Die vom Parlament per Handzeichen angenommene Entschließung verweist auf die «weit verbreitete, systematische und tief verwurzelte» Korruption bei der FIFA und kritisiert die mangelnde Transparenz bei der Vergabe der Weltmeisterschaft an Katar, die dem Ansehen und der Integrität des Sports schade.
Sie prangert auch die Menschenrechtssituation in Katar und den Tod von Tausenden von Bauarbeitern während der Vorbereitungen für das Turnier an und weist darauf hin, dass es dem Land gelungen ist, die Weltmeisterschaft inmitten von «glaubwürdigen Anschuldigungen von Bestechung und Korruption» auszurichten.
In der Resolution wird die FIFA aufgefordert, die Todesfälle bei den Bauarbeiten im Vorfeld der Weltmeisterschaft zu untersuchen und sich gemeinsam mit Katar dazu zu verpflichten, alle von Arbeitsmissbrauch und Unfällen Betroffenen, einschließlich der Familien der Toten, zu entschädigen.

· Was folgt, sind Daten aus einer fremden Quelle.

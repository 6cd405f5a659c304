//! Error taxonomy for the engine.
//!
//! [`ChessError`] covers board-level failures (bad squares, bad setups).
//! [`MoveError`] covers every reason `play_turn` can reject a move; its
//! `Display` text is what the caller sees as the result message.

use thiserror::Error;

use crate::types::{Color, PieceKind, Position};

#[derive(Debug, Clone, PartialEq, Eq, Error)]
pub enum ChessError {
    #[error("square ({file}, {rank}) is outside the board")]
    OutOfRange { file: i32, rank: i32 },

    #[error("expected exactly one {color} king, found {count}")]
    KingCount { color: Color, count: usize },

    #[error("invalid piece placement: {0}")]
    InvalidPlacement(String),

    #[error("{color} is in check but it is not {color}'s turn")]
    OpponentInCheck { color: Color },
}

#[derive(Debug, Clone, PartialEq, Eq, Error)]
pub enum MoveError {
    #[error("Invalid coordinate: ({x}, {y}) is off the board.")]
    InvalidCoordinate { x: i32, y: i32 },

    #[error("The game is over: {0}.")]
    GameOver(&'static str),

    #[error("No piece at start position.")]
    NoPiece(Position),

    #[error("It's {turn}'s turn. You cannot move {color} pieces.")]
    WrongTurn { turn: Color, color: Color },

    #[error("Invalid move for {kind} at {from} to {to}.")]
    IllegalMove {
        kind: PieceKind,
        from: Position,
        to: Position,
    },

    #[error("Illegal move: your king would be in check!")]
    LeavesKingInCheck,
}

impl MoveError {
    /// Maps a failed coordinate conversion onto the caller-facing variant.
    pub(crate) fn from_coords([x, y]: [i32; 2]) -> Self {
        MoveError::InvalidCoordinate { x, y }
    }
}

Die Abgeordneten fordern auch Spanien, Frankreich, Italien und Deutschland als große Fußballligen auf, die Reform der Institution, die die Fußballverbände in der Welt regiert, in Angriff zu nehmen, um demokratische und transparente Verfahren für die Vergabe von Weltmeisterschaften und die strikte Anwendung von Menschenrechts- und Nachhaltigkeitskriterien in den Gastgeberländern einzuführen.
Die Abgeordneten werden über eine Entschließung zur Menschenrechtssituation in Katar abstimmen, nachdem es der Linksfraktion gelungen ist, Änderungen an der Tagesordnung der Plenarsitzung vorzunehmen, um diese Entschließung zum Fall des Golfstaates aufzunehmen.